■ WORK ORDER:
Scan the data beneath this task and copy each line that includes "impl".

■ SUPPLIED DATA:

----

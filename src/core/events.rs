use chrono::{DateTime, NaiveDate, Utc};
use rust_decimal::Decimal;
use schemars::JsonSchema;
use serde::{Deserialize, Serialize};
use std::fmt;

/// Identifier of one investment lineage.
///
/// Lineage ids are derived from the owner, the normalized symbol and a
/// lineage counter, so two writers racing to create the same position target
/// the same stream.
#[derive(Debug, Clone, PartialEq, Eq, Hash, PartialOrd, Ord, Serialize, Deserialize, JsonSchema)]
#[serde(transparent)]
pub struct InvestmentId(String);

impl InvestmentId {
    pub fn new(id: impl Into<String>) -> Self {
        InvestmentId(id.into())
    }

    /// `owner:SYMBOL:n`, with `:` inside the owner or symbol escaped so that
    /// exchange-prefixed tickers cannot collide with another owner's stream
    pub fn lineage(owner: &str, symbol: &str, lineage: u32) -> Self {
        InvestmentId(format!(
            "{}:{}:{}",
            escape_component(owner),
            escape_component(&normalize_symbol(symbol)),
            lineage
        ))
    }

    pub fn as_str(&self) -> &str {
        &self.0
    }
}

impl fmt::Display for InvestmentId {
    fn fmt(&self, f: &mut fmt::Formatter<'_>) -> fmt::Result {
        f.write_str(&self.0)
    }
}

pub fn normalize_symbol(s: &str) -> String {
    s.trim().to_uppercase()
}

fn escape_component(s: &str) -> String {
    s.replace('%', "%25").replace(':', "%3A")
}

/// Kind of instrument an investment holds
#[derive(Debug, Clone, Copy, PartialEq, Eq, Default, Serialize, Deserialize, JsonSchema)]
#[serde(rename_all = "snake_case")]
pub enum InvestmentKind {
    #[default]
    Stock,
    Etf,
    MutualFund,
    Crypto,
    Bond,
    RealEstate,
    Other,
}

impl InvestmentKind {
    pub fn parse(s: &str) -> Option<InvestmentKind> {
        let normalized: String = s
            .trim()
            .to_lowercase()
            .chars()
            .filter(|c| c.is_ascii_alphanumeric())
            .collect();
        match normalized.as_str() {
            "stock" | "stocks" | "equity" | "share" | "shares" => Some(InvestmentKind::Stock),
            "etf" | "etfs" => Some(InvestmentKind::Etf),
            "mutualfund" | "fund" => Some(InvestmentKind::MutualFund),
            "crypto" | "cryptocurrency" => Some(InvestmentKind::Crypto),
            "bond" | "bonds" | "fixedincome" => Some(InvestmentKind::Bond),
            "realestate" | "reit" | "property" => Some(InvestmentKind::RealEstate),
            "other" => Some(InvestmentKind::Other),
            _ => None,
        }
    }

    pub fn display(&self) -> &'static str {
        match self {
            InvestmentKind::Stock => "Stock",
            InvestmentKind::Etf => "ETF",
            InvestmentKind::MutualFund => "Mutual Fund",
            InvestmentKind::Crypto => "Crypto",
            InvestmentKind::Bond => "Bond",
            InvestmentKind::RealEstate => "Real Estate",
            InvestmentKind::Other => "Other",
        }
    }
}

/// Kind of a recorded transaction
#[derive(Debug, Clone, Copy, PartialEq, Eq, Hash, Serialize, Deserialize, JsonSchema)]
#[serde(rename_all = "snake_case")]
pub enum TransactionKind {
    Buy,
    Sell,
    /// Cash dividend, no change in quantity
    Dividend,
    DividendReinvestment,
    TransferIn,
    TransferOut,
}

impl TransactionKind {
    pub fn is_dividend(self) -> bool {
        matches!(
            self,
            TransactionKind::Dividend | TransactionKind::DividendReinvestment
        )
    }

    /// Kinds that take units out of the position
    pub fn reduces_quantity(self) -> bool {
        matches!(self, TransactionKind::Sell | TransactionKind::TransferOut)
    }

    pub fn display(self) -> &'static str {
        match self {
            TransactionKind::Buy => "Buy",
            TransactionKind::Sell => "Sell",
            TransactionKind::Dividend => "Dividend",
            TransactionKind::DividendReinvestment => "DividendReinvestment",
            TransactionKind::TransferIn => "TransferIn",
            TransactionKind::TransferOut => "TransferOut",
        }
    }
}

#[derive(Debug, Clone, PartialEq, Serialize, Deserialize, JsonSchema)]
pub struct InvestmentCreated {
    pub investment_id: InvestmentId,
    pub owner: String,
    pub symbol: String,
    pub name: String,
    #[serde(rename = "type")]
    pub kind: InvestmentKind,
    pub currency: String,
    #[serde(default)]
    pub institution: Option<String>,
    #[serde(default)]
    pub account_number: Option<String>,
    #[schemars(with = "f64")]
    pub initial_investment: Decimal,
    /// Units bought with the initial investment, if the position starts funded
    #[serde(default)]
    #[schemars(with = "Option<f64>")]
    pub initial_quantity: Option<Decimal>,
    pub start_date: NaiveDate,
    #[serde(default)]
    pub end_date: Option<NaiveDate>,
    #[serde(default)]
    pub description: Option<String>,
}

#[derive(Debug, Clone, PartialEq, Serialize, Deserialize, JsonSchema)]
pub struct TransactionRecorded {
    pub investment_id: InvestmentId,
    /// External idempotency key (broker order id or derived CSV key)
    pub transaction_id: String,
    #[serde(rename = "type")]
    pub kind: TransactionKind,
    #[schemars(with = "f64")]
    pub quantity: Decimal,
    #[schemars(with = "f64")]
    pub unit_price: Decimal,
    /// Gross amount before fees
    #[schemars(with = "f64")]
    pub amount: Decimal,
    #[schemars(with = "f64")]
    pub fees: Decimal,
    pub currency: String,
    pub date: NaiveDate,
    #[serde(default)]
    pub notes: Option<String>,
}

impl TransactionRecorded {
    /// Amount received for a sale after fees
    pub fn net_proceeds(&self) -> Decimal {
        self.amount - self.fees
    }

    /// Amount paid for an acquisition including fees
    pub fn total_cost(&self) -> Decimal {
        self.amount + self.fees
    }
}

#[derive(Debug, Clone, PartialEq, Serialize, Deserialize, JsonSchema)]
pub struct ValuationUpdated {
    pub investment_id: InvestmentId,
    #[schemars(with = "f64")]
    pub new_value: Decimal,
    pub valuation_date: NaiveDate,
    #[serde(default)]
    pub notes: Option<String>,
}

/// Immutable domain event of an investment stream
#[derive(Debug, Clone, PartialEq, Serialize, Deserialize, JsonSchema)]
#[serde(tag = "event")]
pub enum LedgerEvent {
    InvestmentCreated(InvestmentCreated),
    TransactionRecorded(TransactionRecorded),
    ValuationUpdated(ValuationUpdated),
}

impl LedgerEvent {
    pub fn investment_id(&self) -> &InvestmentId {
        match self {
            LedgerEvent::InvestmentCreated(e) => &e.investment_id,
            LedgerEvent::TransactionRecorded(e) => &e.investment_id,
            LedgerEvent::ValuationUpdated(e) => &e.investment_id,
        }
    }

    /// Business date of the event
    pub fn date(&self) -> NaiveDate {
        match self {
            LedgerEvent::InvestmentCreated(e) => e.start_date,
            LedgerEvent::TransactionRecorded(e) => e.date,
            LedgerEvent::ValuationUpdated(e) => e.valuation_date,
        }
    }

    pub fn as_transaction(&self) -> Option<&TransactionRecorded> {
        match self {
            LedgerEvent::TransactionRecorded(tx) => Some(tx),
            _ => None,
        }
    }

    pub fn display_type(&self) -> &'static str {
        match self {
            LedgerEvent::InvestmentCreated(_) => "Created",
            LedgerEvent::TransactionRecorded(tx) => tx.kind.display(),
            LedgerEvent::ValuationUpdated(_) => "Valuation",
        }
    }
}

/// An event as stored in the log, with its position in the stream
#[derive(Debug, Clone, PartialEq, Serialize, Deserialize, JsonSchema)]
pub struct RecordedEvent {
    pub investment_id: InvestmentId,
    /// 1-based, gap-free position within the investment's stream
    pub sequence: u64,
    #[schemars(with = "String")]
    pub recorded_at: DateTime<Utc>,
    pub event: LedgerEvent,
}

/// Root of the JSON schema printed by `schema json-schema`
#[derive(Debug, Clone, Serialize, Deserialize, JsonSchema)]
pub struct LedgerStream {
    pub events: Vec<RecordedEvent>,
}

----

■ ANSWER:
impl InvestmentId {
    pub fn new(id: impl Into<String>) -> Self {
impl fmt::Display for InvestmentId {
impl InvestmentKind {
impl TransactionKind {
impl TransactionRecorded {
impl LedgerEvent {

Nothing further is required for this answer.